The MOSP is 30-day or one-year hosted cloud subscription license program for organizations of any size. Customers currently licensing in Select or Open programs that may want to move to the cloud, would need to use another license program such as MOSP to license those services. In addition, licensing Office 365 in an EA can become quite complex when factoring in the transitions for moving from on-premises licenses to subscription licenses. The implications for licensing the Office 365 products under the EA must be carefully considered (see "Contractual Issues When Subscribing to Microsoft Office 365").
Regardless of which VLA program you license cloud services through, we suggest you consider this carefully and negotiate favorable terms because they apply to areas of security, liability, privacy, service levels and future renewal costs. Customers that do not want to commit to a three-year term may prefer, at least initially, to license through the MOSP.

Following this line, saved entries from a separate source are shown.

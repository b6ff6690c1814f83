//! SerpAPI web search.
//!
//! Returns the snippets of the top organic results. Failures never
//! propagate: they come back as a single sentinel string that prompt
//! assembly knows to skip.

use std::time::Duration;

use async_trait::async_trait;
use docchat_core::{NO_RESULTS, SEARCH_ERROR_PREFIX, SEARCH_UNAVAILABLE_PREFIX, WebSearch};
use serde::Deserialize;
use tracing::{debug, error, warn};

/// The SerpAPI JSON endpoint.
pub const SERPAPI_BASE: &str = "https://serpapi.com/search.json";

const MAX_SNIPPETS: usize = 3;
const REQUEST_TIMEOUT: Duration = Duration::from_secs(10);

/// Web search through SerpAPI.
///
/// Built without a key it stays usable and answers every query with the
/// "unavailable" sentinel.
pub struct SerpApiSearch {
    client: reqwest::Client,
    api_key: Option<String>,
    base_url: String,
    max_results: usize,
}

impl SerpApiSearch {
    /// Create a client. A missing or blank key yields the unavailable sentinel
    /// on every search.
    pub fn new(api_key: Option<String>) -> Self {
        let api_key = api_key.filter(|k| !k.trim().is_empty());
        let client = reqwest::Client::builder()
            .timeout(REQUEST_TIMEOUT)
            .build()
            .unwrap_or_else(|_| reqwest::Client::new());
        Self { client, api_key, base_url: SERPAPI_BASE.into(), max_results: MAX_SNIPPETS }
    }

    /// Override the endpoint URL.
    pub fn with_base_url(mut self, base_url: impl Into<String>) -> Self {
        self.base_url = base_url.into();
        self
    }

    /// Whether a key is configured.
    pub fn is_configured(&self) -> bool {
        self.api_key.is_some()
    }

    async fn fetch(&self, api_key: &str, query: &str) -> Result<String, String> {
        let response = self
            .client
            .get(&self.base_url)
            .query(&[("q", query), ("api_key", api_key)])
            .send()
            .await
            .map_err(|e| e.to_string())?;

        let status = response.status();
        let body = response.text().await.map_err(|e| e.to_string())?;
        if !status.is_success() {
            let detail = serde_json::from_str::<SearchResponse>(&body)
                .ok()
                .and_then(|r| r.error)
                .unwrap_or_else(|| status.to_string());
            return Err(detail);
        }
        Ok(body)
    }
}

/// The sentinel returned when no key is configured.
pub fn unavailable_sentinel() -> String {
    format!("{SEARCH_UNAVAILABLE_PREFIX}: no SerpAPI key configured]")
}

fn error_sentinel(cause: &str) -> String {
    format!("{SEARCH_ERROR_PREFIX}: {cause}")
}

#[derive(Deserialize)]
struct SearchResponse {
    #[serde(default)]
    organic_results: Vec<OrganicResult>,
    error: Option<String>,
}

#[derive(Deserialize)]
struct OrganicResult {
    snippet: Option<String>,
}

/// Extract up to `max` non-empty snippets, or a single sentinel.
fn parse_snippets(body: &str, max: usize) -> Vec<String> {
    let response: SearchResponse = match serde_json::from_str(body) {
        Ok(response) => response,
        Err(e) => return vec![error_sentinel(&format!("invalid response: {e}"))],
    };

    let snippets: Vec<String> = response
        .organic_results
        .into_iter()
        .filter_map(|r| r.snippet)
        .map(|s| s.trim().to_string())
        .filter(|s| !s.is_empty())
        .take(max)
        .collect();

    if snippets.is_empty() { vec![NO_RESULTS.to_string()] } else { snippets }
}

#[async_trait]
impl WebSearch for SerpApiSearch {
    async fn search(&self, query: &str) -> Vec<String> {
        let Some(api_key) = self.api_key.as_deref() else {
            warn!("web search requested but no SerpAPI key is configured");
            return vec![unavailable_sentinel()];
        };

        debug!(query_len = query.len(), "searching the web");
        match self.fetch(api_key, query).await {
            Ok(body) => {
                let snippets = parse_snippets(&body, self.max_results);
                debug!(snippets = snippets.len(), "web search completed");
                snippets
            }
            Err(cause) => {
                error!(error = %cause, "web search failed");
                vec![error_sentinel(&cause)]
            }
        }
    }
}

#[cfg(test)]
mod tests {
    use super::*;
    use docchat_core::is_search_sentinel;

    #[test]
    fn takes_the_top_three_snippets() {
        let body = r#"{"organic_results":[
            {"title":"a","snippet":"first"},
            {"title":"b"},
            {"title":"c","snippet":"  second  "},
            {"title":"d","snippet":"third"},
            {"title":"e","snippet":"fourth"}
        ]}"#;
        assert_eq!(parse_snippets(body, 3), vec!["first", "second", "third"]);
    }

    #[test]
    fn no_results_yields_the_sentinel() {
        assert_eq!(parse_snippets(r#"{"organic_results":[]}"#, 3), vec![NO_RESULTS]);
        assert_eq!(parse_snippets(r#"{"search_metadata":{}}"#, 3), vec![NO_RESULTS]);
    }

    #[test]
    fn malformed_body_is_an_error_sentinel() {
        let result = parse_snippets("<html>", 3);
        assert!(result[0].starts_with("Web search error: invalid response"));
        assert!(is_search_sentinel(&result));
    }

    #[test]
    fn unavailable_sentinel_text() {
        assert_eq!(unavailable_sentinel(), "[Web search unavailable: no SerpAPI key configured]");
        assert!(is_search_sentinel(&[unavailable_sentinel()]));
    }
}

IT procurement managers need a way to license external IT collaborations, joint ventures, acquisitions, divestments and bring-your-own-device programs with business partners and customers. In "Don't Sleepwalk Into an Unintended Microsoft Service Provider License Agreement" we describe the scenarios in which using a Service Provider License Agreement (SPLA) is appropriate as a means to license external users or to commercially host Microsoft software for other organizations it doesn't own, and when it does not make sense. Few end-user organizations plan a SPLA, but many unintentionally drift into noncompliance and unbudgeted service provider licensing costs. Use this analysis to evaluate options, verify licensing requirements and optimize software costs within the Microsoft SPLA.
For on-premises licensing, review your need for SA — and other terms and conditions within each VLA — to determine if you would be best suited to a full platform enterprise commitment or a mixed hybrid approach. For online services, again, by asking just a few questions you can eliminate certain choices early on. The collection of notes in this Research Spotlight helps to develop financial and architectural models to help choose among license programs to determine which products should be licensed under which agreement.
|CAL||Client Access License|
|EES||Enrollment for Education Solutions|
|MOSP||Microsoft Online Subscription Program|
|SMB||small or midsize business|
|SPLA||Service Provider License Agreement|
|VLA||Volume Licensing Agreement|
2 Gartner's survey of attendees at the September 2012 IT Financial, Procurement & Asset Management Summit, asked the question: What type of agreement(s) or enrollment(s) does your organization currently have with Microsoft and/or which ones are they planning on initiating over the next 12 months? Out of 107 total responses, 72% chose Enterprise Agreement and 37% chose Select Agreement.
The "Microsoft Volume Licensing, Software Assurance" website contains detailed information on the various SA benefits, and instructions on how to activate benefits.
Microsoft defines the SMB market as follows: small business as fewer than 250 desktops, and mid-market as 250 to 500 desktops.